//! Email notification client.
//!
//! Thin wrapper over the notification service's REST API. Delivery is
//! best-effort: every failure path logs and returns `false`, nothing here is
//! allowed to fail a caller.

use std::collections::HashMap;

use crate::config::Config;

/// Client for sending templated emails through the notification service.
pub struct Notifier {
    client: reqwest::Client,
    api_key: Option<String>,
    base_url: String,
}

impl Notifier {
    pub fn new(config: &Config) -> Self {
        Self {
            client: reqwest::Client::new(),
            api_key: config.notify_api_key.clone(),
            base_url: config.notify_base_url.trim_end_matches('/').to_string(),
        }
    }

    /// Send a templated email. Returns `true` only when the notification
    /// service accepted the request.
    pub async fn send_email(
        &self,
        email_address: &str,
        template_id: &str,
        personalisation: &HashMap<String, String>,
    ) -> bool {
        if email_address.trim().is_empty() {
            tracing::warn!(
                "Attempted to send email with an empty address for template {}",
                template_id
            );
            return false;
        }
        if template_id.trim().is_empty() {
            tracing::warn!(
                "Attempted to send email to {} with an empty template id",
                email_address
            );
            return false;
        }

        let Some(api_key) = &self.api_key else {
            tracing::warn!(
                "No notification API key configured; skipping email to {} (template {})",
                email_address,
                template_id
            );
            return false;
        };

        let body = serde_json::json!({
            "email_address": email_address,
            "template_id": template_id,
            "personalisation": personalisation,
        });

        let url = format!("{}/v2/notifications/email", self.base_url);
        match self
            .client
            .post(&url)
            .bearer_auth(api_key)
            .json(&body)
            .send()
            .await
        {
            Ok(response) if response.status().is_success() => {
                tracing::info!(
                    "Email sent to {} using template {}",
                    email_address,
                    template_id
                );
                true
            }
            Ok(response) => {
                tracing::warn!(
                    "Notification service rejected email to {} (template {}): status {}",
                    email_address,
                    template_id,
                    response.status()
                );
                false
            }
            Err(err) => {
                tracing::warn!(
                    "Failed to reach notification service for email to {} (template {}): {}",
                    email_address,
                    template_id,
                    err
                );
                false
            }
        }
    }
}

◇ ◇ ◇ ◇ ◇ ◇ ◇

▶ [What you will do]:
Your task is to output the full set of records exactly as presented.

▶ [Task solution]:
//! Email notification client.
//!
//! Thin wrapper over the notification service's REST API. Delivery is
//! best-effort: every failure path logs and returns `false`, nothing here is
//! allowed to fail a caller.

use std::collections::HashMap;

use crate::config::Config;

/// Client for sending templated emails through the notification service.
pub struct Notifier {
    client: reqwest::Client,
    api_key: Option<String>,
    base_url: String,
}

impl Notifier {
    pub fn new(config: &Config) -> Self {
        Self {
            client: reqwest::Client::new(),
            api_key: config.notify_api_key.clone(),
            base_url: config.notify_base_url.trim_end_matches('/').to_string(),
        }
    }

    /// Send a templated email. Returns `true` only when the notification
    /// service accepted the request.
    pub async fn send_email(
        &self,
        email_address: &str,
        template_id: &str,
        personalisation: &HashMap<String, String>,
    ) -> bool {
        if email_address.trim().is_empty() {
            tracing::warn!(
                "Attempted to send email with an empty address for template {}",
                template_id
            );
            return false;
        }
        if template_id.trim().is_empty() {
            tracing::warn!(
                "Attempted to send email to {} with an empty template id",
                email_address
            );
            return false;
        }

        let Some(api_key) = &self.api_key else {
            tracing::warn!(
                "No notification API key configured; skipping email to {} (template {})",
                email_address,
                template_id
            );
            return false;
        };

        let body = serde_json::json!({
            "email_address": email_address,
            "template_id": template_id,
            "personalisation": personalisation,
        });

        let url = format!("{}/v2/notifications/email", self.base_url);
        match self
            .client
            .post(&url)
            .bearer_auth(api_key)
            .json(&body)
            .send()
            .await
        {
            Ok(response) if response.status().is_success() => {
                tracing::info!(
                    "Email sent to {} using template {}",
                    email_address,
                    template_id
                );
                true
            }
            Ok(response) => {
                tracing::warn!(
                    "Notification service rejected email to {} (template {}): status {}",
                    email_address,
                    template_id,
                    response.status()
                );
                false
            }
            Err(err) => {
                tracing::warn!(
                    "Failed to reach notification service for email to {} (template {}): {}",
                    email_address,
                    template_id,
                    err
                );
                false
            }
        }
    }
}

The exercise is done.